Broomstick Chronicles said...

Thanks, Kevin. My stodgy old self often feels that way, too. I think there's appropriate dress for different occasions. I don't wanna see your belly ring on the bus. Strut your stuff at the beach or bar, huzzah! Better yet, go glam at parades and balls.

Actually, truth be told, clean and fastidious is sexy to me. ;-) I don't like my men with grizzled faces or baggy pants. They just ain't my kink. ("Talk BIG to me, baby!") Only a very few people can wear dreds and look cool, IMO.

But hey! One person's excitement is another's yawn.

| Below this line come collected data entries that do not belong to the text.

// src/render.rs
use std::collections::BTreeMap;

use crate::ingest::EdaReport;
use crate::models::{FeedbackRecord, PeriodSummary};
use crate::patterns::PatternReport;

pub fn render_eda_text(report: &EdaReport) -> String {
    let mut out = String::new();
    out.push_str("Corpus overview\n");
    out.push_str(&format!(
        "- entries: {} (dated: {}, emotion: {}, annotation: {}, context: {})\n",
        report.entry_count,
        report.with_date,
        report.with_emotion,
        report.with_annotation,
        report.with_context
    ));
    out.push_str(&format!("- avg raw text length: {:.1}\n", report.avg_text_length));
    if !report.unique_emotions.is_empty() {
        out.push_str(&format!("- emotions seen: {}\n", report.unique_emotions.join(", ")));
    }
    if !report.unique_annotations.is_empty() {
        out.push_str(&format!(
            "- annotated distortions seen: {}\n",
            report.unique_annotations.join(", ")
        ));
    }
    out
}

fn push_counts(out: &mut String, title: &str, counts: &[(String, usize)]) {
    if counts.is_empty() {
        return;
    }
    out.push_str(&format!("\n{}:\n", title));
    for (value, count) in counts {
        out.push_str(&format!("- {} ({})\n", value, count));
    }
}

pub fn render_pattern_text(report: &PatternReport) -> String {
    let mut out = String::new();
    out.push_str("Patterns & triggers\n");
    push_counts(&mut out, "Top bigrams", &report.top_bigrams);
    push_counts(&mut out, "Top trigrams", &report.top_trigrams);
    if let Some(emotions) = &report.top_emotions {
        push_counts(&mut out, "Recurring emotions", emotions);
    }
    if let Some(annotations) = &report.top_annotations {
        push_counts(&mut out, "Recurring annotated distortions", annotations);
    }
    if let Some(contexts) = &report.top_contexts {
        push_counts(&mut out, "Recurring contexts", contexts);
    }
    push_counts(&mut out, "Trigger word reach", &report.trigger_counts);
    push_counts(&mut out, "Detected distortion frequencies", &report.distortion_frequencies);
    out
}

pub fn render_quirk_samples(samples: &BTreeMap<usize, Vec<String>>) -> String {
    let mut out = String::new();
    out.push_str("Quirk cluster samples\n");
    for (cluster, texts) in samples {
        out.push_str(&format!("Cluster {}:\n", cluster));
        for t in texts {
            let shown: String = t.chars().take(80).collect();
            out.push_str(&format!("  - {}\n", shown));
        }
    }
    out
}

pub fn render_period_summaries(summaries: &[PeriodSummary]) -> String {
    let mut out = String::new();
    out.push_str("Periodic insight summary\n");
    for s in summaries {
        let distortions = s
            .common_distortions
            .iter()
            .map(|(l, n)| format!("{} ({})", l, n))
            .collect::<Vec<_>>()
            .join(", ");
        out.push_str(&format!(
            "Period: {} | Entries: {} | Top emotion: {} | Avg distortion: {} | Distortions: {}\n",
            s.period,
            s.entry_count,
            s.top_emotion.as_deref().unwrap_or("n/a"),
            s.avg_distortion_count
                .map(|v| format!("{:.2}", v))
                .unwrap_or_else(|| "n/a".to_string()),
            if distortions.is_empty() { "-".to_string() } else { distortions }
        ));
    }
    out
}

pub fn render_period_feedback(feedback: &[FeedbackRecord]) -> String {
    let mut out = String::new();
    out.push_str("Periodic feedback & prompts\n");
    for f in feedback {
        out.push_str(&format!("Period: {}\n{}\n\n", f.period, f.cbt_feedback));
    }
    out
}

/// The full plain-text run report, section per stage.
pub fn render_report(
    eda: &EdaReport,
    patterns: &PatternReport,
    quirk_samples: &BTreeMap<usize, Vec<String>>,
    summaries: &[PeriodSummary],
    feedback: &[FeedbackRecord],
) -> String {
    let mut out = String::new();
    out.push_str("# Journal insight report\n\n");
    out.push_str(&render_eda_text(eda));
    out.push('\n');
    out.push_str(&render_pattern_text(patterns));
    out.push('\n');
    out.push_str(&render_quirk_samples(quirk_samples));
    out.push('\n');
    out.push_str(&render_period_summaries(summaries));
    out.push('\n');
    out.push_str(&render_period_feedback(feedback));
    out
}

#[cfg(test)]
mod tests {
    use super::*;
    use chrono::NaiveDate;

    #[test]
    fn period_summary_lines_render_options() {
        let summaries = vec![PeriodSummary {
            period: "2024-01".into(),
            bucket_start: NaiveDate::from_ymd_opt(2024, 1, 1).unwrap(),
            entry_count: 4,
            top_emotion: None,
            avg_distortion_count: Some(1.25),
            common_distortions: vec![("should statements".into(), 3)],
        }];
        let text = render_period_summaries(&summaries);
        assert!(text.contains("Period: 2024-01"));
        assert!(text.contains("Top emotion: n/a"));
        assert!(text.contains("Avg distortion: 1.25"));
        assert!(text.contains("should statements (3)"));
    }

    #[test]
    fn feedback_section_lists_every_period() {
        let feedback = vec![
            FeedbackRecord { period: "2024-01".into(), cbt_feedback: "A.".into() },
            FeedbackRecord { period: "2024-02".into(), cbt_feedback: "B.".into() },
        ];
        let text = render_period_feedback(&feedback);
        assert!(text.contains("Period: 2024-01"));
        assert!(text.contains("Period: 2024-02"));
    }
}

Arachne [Debbie FP] said...

Macha, thanks so much for this article! Count me amongst your crowd. I also love scarves and veils, especially for ritual and meditative use, but the moment the word "modesty" starts to be used in conjunction with the words "veil" and "woman" my hackles rise. Perhaps this is because I also recall days of enforced "modesty" of all varieties, but given the current political climate my discomfort points to something much more: the greater, underlying issues of actual physical freedom and autonomy for women is what's being missed in a simplistic acceptance of veiling as "just another choice."

Having said that, it sounds like a great workshop, with a lovely presenter. Best to you!

Anne Newkirk Niven said...

Please cross-post to PaganSquare, Macha. I want me readers to see this.

Anne Newkirk Niven said...

I'm sorry, no coffee yet. I want *my* (or, better, *our*) readers to see this.

Anonymous said...

My apologies, Macha, I thought I hd answered your question of "what is NWCOG" shortly after you asked it, but I'm not seeing my answer.

NWCOG was the Northwest Local Council of COG, and for a period of about 3 years we had a ritual team for taking the roles for our open sabbats, The team ended its work about 2001 and then NWCOG dissolved a couple years later.

Unknown said...

I've never been able to get into the growing "head covering" movement in paganism. Something about it seems to smack of "cultural appropriation" to me. I'm sure it's just the newness of it. I think head scarves are beautiful, I don't know. I'm just uncomfortable with the hijab style being used in paganism. You have an interesting insight on it, I hadn't considered trying veils for meditations or sill work.

nwlorax said...

My maternal family is Mennonite, and dark clothes, dark cars (scratched with branches when new to hide the newness) were a fact of life for the generation before mine.

The covens I was in in El Paso and California used veils as well. The use of a fine rayon or silk veil allows for an experience of consciousness more akin to that of a mask than a crown. In my experience it can facilitate trance. This isn't something for ordinary wear.

The act of putting it on and storing it became part of the ritual as well, and to this day I prefer, and teach, the use of a veil for trance.